> [Problem to solve]: Which lines of the records contain the word "process"? Show each of them.

> [Supplied records]:
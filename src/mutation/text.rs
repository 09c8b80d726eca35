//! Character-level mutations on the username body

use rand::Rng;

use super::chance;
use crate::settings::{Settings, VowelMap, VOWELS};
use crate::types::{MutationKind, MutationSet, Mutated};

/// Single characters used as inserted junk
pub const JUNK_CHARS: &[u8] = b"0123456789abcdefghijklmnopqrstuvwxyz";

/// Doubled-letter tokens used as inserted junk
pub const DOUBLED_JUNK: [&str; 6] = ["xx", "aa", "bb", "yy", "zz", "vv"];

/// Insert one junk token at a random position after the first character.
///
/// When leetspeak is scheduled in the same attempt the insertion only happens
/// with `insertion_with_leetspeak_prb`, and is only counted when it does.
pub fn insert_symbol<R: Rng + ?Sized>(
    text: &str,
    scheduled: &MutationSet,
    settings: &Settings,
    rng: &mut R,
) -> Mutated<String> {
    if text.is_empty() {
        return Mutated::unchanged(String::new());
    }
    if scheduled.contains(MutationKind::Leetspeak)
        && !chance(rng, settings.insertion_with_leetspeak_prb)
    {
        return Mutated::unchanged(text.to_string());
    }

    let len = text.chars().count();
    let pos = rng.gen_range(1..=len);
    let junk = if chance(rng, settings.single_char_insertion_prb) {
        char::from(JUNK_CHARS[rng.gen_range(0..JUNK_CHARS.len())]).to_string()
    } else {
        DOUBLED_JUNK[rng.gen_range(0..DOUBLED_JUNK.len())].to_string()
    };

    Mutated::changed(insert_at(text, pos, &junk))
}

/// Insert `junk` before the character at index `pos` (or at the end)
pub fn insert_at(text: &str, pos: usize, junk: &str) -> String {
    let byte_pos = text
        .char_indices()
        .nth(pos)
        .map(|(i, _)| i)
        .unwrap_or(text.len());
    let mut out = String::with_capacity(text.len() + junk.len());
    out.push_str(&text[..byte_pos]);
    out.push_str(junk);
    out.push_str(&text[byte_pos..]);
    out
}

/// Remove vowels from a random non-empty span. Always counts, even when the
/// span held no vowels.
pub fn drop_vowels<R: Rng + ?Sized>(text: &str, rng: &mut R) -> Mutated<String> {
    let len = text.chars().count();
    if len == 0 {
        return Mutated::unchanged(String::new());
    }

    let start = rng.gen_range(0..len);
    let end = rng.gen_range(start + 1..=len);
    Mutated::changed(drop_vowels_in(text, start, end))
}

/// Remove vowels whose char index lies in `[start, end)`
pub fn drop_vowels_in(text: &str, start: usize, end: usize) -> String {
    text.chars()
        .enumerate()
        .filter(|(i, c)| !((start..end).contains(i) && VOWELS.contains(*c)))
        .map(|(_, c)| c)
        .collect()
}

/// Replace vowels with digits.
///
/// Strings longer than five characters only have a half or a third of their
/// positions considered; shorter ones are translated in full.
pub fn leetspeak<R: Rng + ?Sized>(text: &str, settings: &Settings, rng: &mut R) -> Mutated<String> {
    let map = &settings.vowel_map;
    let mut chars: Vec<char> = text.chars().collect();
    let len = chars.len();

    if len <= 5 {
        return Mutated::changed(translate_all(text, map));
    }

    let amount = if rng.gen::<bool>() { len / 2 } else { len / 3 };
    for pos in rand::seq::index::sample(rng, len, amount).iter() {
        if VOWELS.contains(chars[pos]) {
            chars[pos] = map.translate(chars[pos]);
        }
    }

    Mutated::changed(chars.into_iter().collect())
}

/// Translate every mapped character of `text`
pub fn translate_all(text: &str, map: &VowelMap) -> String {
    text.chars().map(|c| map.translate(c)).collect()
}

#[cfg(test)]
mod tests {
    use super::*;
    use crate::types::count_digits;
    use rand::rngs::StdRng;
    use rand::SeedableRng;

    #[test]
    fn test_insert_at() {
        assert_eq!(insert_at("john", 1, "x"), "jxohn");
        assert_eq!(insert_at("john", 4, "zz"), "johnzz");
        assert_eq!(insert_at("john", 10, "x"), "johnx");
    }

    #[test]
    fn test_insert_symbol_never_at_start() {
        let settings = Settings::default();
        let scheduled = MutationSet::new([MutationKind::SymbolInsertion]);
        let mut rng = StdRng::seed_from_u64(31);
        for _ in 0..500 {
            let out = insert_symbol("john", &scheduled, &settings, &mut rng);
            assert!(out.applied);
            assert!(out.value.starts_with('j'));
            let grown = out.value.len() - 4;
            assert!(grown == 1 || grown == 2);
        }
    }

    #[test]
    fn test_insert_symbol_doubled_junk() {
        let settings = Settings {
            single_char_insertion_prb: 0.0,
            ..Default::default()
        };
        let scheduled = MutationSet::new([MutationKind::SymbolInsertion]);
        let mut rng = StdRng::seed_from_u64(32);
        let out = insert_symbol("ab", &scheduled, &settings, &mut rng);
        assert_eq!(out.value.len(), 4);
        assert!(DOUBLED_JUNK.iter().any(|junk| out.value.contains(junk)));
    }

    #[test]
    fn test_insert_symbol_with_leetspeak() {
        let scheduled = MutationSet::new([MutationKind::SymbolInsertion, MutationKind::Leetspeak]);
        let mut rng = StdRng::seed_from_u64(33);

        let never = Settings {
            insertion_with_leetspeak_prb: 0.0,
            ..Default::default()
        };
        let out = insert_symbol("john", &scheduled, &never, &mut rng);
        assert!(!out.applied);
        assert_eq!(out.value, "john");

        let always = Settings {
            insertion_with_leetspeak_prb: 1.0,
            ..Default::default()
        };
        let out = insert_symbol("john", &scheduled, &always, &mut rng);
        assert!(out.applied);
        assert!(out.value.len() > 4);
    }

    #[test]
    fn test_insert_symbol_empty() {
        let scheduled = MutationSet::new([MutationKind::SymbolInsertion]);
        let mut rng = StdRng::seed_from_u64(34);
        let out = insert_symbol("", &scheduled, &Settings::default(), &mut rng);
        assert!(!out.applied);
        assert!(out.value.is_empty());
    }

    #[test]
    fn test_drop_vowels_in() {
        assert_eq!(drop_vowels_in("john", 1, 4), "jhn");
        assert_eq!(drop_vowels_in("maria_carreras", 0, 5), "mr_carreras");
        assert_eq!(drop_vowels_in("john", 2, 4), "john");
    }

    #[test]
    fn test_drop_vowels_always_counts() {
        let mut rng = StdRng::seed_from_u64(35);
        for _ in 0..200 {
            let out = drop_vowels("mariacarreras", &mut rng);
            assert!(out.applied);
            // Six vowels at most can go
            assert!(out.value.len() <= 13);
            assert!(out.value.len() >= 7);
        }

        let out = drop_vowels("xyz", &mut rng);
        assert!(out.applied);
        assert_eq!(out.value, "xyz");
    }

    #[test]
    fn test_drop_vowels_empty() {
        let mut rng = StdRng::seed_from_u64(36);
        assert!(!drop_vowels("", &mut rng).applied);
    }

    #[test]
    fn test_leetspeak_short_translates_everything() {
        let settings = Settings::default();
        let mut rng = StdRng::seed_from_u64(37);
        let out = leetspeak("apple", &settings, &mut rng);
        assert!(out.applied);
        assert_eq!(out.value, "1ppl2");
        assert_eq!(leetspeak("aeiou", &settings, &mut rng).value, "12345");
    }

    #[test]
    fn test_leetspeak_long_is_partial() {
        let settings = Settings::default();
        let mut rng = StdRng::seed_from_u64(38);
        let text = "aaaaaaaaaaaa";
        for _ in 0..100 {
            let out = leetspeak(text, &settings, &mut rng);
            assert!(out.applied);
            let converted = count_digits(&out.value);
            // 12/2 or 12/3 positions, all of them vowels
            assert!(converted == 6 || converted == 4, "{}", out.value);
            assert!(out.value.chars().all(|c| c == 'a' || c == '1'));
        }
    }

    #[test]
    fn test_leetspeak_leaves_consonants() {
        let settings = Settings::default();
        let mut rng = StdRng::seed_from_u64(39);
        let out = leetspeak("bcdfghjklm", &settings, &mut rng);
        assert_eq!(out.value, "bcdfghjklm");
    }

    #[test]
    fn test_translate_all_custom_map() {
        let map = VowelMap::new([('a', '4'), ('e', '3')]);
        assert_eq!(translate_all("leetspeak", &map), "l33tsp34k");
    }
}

...

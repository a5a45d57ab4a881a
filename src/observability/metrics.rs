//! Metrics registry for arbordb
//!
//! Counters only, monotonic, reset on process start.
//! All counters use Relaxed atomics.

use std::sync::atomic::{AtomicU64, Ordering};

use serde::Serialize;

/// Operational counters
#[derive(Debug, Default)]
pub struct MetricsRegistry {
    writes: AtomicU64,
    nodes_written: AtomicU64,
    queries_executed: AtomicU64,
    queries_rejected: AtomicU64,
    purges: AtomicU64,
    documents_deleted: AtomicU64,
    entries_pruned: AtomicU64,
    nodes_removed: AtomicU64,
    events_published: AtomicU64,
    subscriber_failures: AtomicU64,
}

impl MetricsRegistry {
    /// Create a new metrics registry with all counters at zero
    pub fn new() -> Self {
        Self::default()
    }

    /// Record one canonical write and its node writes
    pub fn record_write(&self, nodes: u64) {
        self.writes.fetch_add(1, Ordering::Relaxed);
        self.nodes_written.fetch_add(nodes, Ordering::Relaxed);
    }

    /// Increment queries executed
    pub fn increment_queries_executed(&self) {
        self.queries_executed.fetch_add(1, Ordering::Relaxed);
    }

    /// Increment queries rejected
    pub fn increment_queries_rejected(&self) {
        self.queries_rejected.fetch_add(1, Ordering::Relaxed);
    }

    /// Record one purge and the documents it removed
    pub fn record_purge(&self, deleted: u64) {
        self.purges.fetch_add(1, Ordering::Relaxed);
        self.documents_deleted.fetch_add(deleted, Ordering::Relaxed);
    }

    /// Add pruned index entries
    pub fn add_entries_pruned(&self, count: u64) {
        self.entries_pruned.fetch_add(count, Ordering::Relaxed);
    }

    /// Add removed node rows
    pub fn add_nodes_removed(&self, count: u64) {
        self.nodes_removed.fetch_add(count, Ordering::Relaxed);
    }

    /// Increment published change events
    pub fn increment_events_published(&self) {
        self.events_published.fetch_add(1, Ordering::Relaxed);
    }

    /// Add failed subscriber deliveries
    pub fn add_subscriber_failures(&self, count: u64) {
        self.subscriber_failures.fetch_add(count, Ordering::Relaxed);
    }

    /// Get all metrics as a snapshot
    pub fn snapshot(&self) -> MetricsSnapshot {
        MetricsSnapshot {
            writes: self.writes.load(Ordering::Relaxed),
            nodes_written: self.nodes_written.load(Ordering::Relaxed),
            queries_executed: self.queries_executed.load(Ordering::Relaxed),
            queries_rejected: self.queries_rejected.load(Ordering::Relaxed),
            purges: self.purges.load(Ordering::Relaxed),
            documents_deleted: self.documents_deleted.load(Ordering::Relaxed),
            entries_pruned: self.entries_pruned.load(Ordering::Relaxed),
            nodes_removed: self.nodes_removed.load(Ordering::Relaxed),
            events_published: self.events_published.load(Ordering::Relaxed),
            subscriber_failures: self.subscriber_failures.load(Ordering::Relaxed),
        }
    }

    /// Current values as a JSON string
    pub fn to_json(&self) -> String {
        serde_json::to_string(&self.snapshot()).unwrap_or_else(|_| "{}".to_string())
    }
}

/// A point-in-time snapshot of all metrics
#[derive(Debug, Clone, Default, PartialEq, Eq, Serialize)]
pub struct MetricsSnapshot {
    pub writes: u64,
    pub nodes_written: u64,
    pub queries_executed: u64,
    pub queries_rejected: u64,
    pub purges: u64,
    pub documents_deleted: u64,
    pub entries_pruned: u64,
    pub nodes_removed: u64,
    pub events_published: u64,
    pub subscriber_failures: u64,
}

==

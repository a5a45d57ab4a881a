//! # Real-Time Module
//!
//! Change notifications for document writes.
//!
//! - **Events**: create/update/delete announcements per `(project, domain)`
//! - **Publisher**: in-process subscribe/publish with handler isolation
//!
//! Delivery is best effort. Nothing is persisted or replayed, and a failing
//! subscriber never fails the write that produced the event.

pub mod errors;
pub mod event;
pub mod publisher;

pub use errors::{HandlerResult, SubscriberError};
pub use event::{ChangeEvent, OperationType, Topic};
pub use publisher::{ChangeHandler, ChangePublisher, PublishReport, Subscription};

> [Solution]:
//! Counters only, monotonic, reset on process start.
//! - **Publisher**: in-process subscribe/publish with handler isolation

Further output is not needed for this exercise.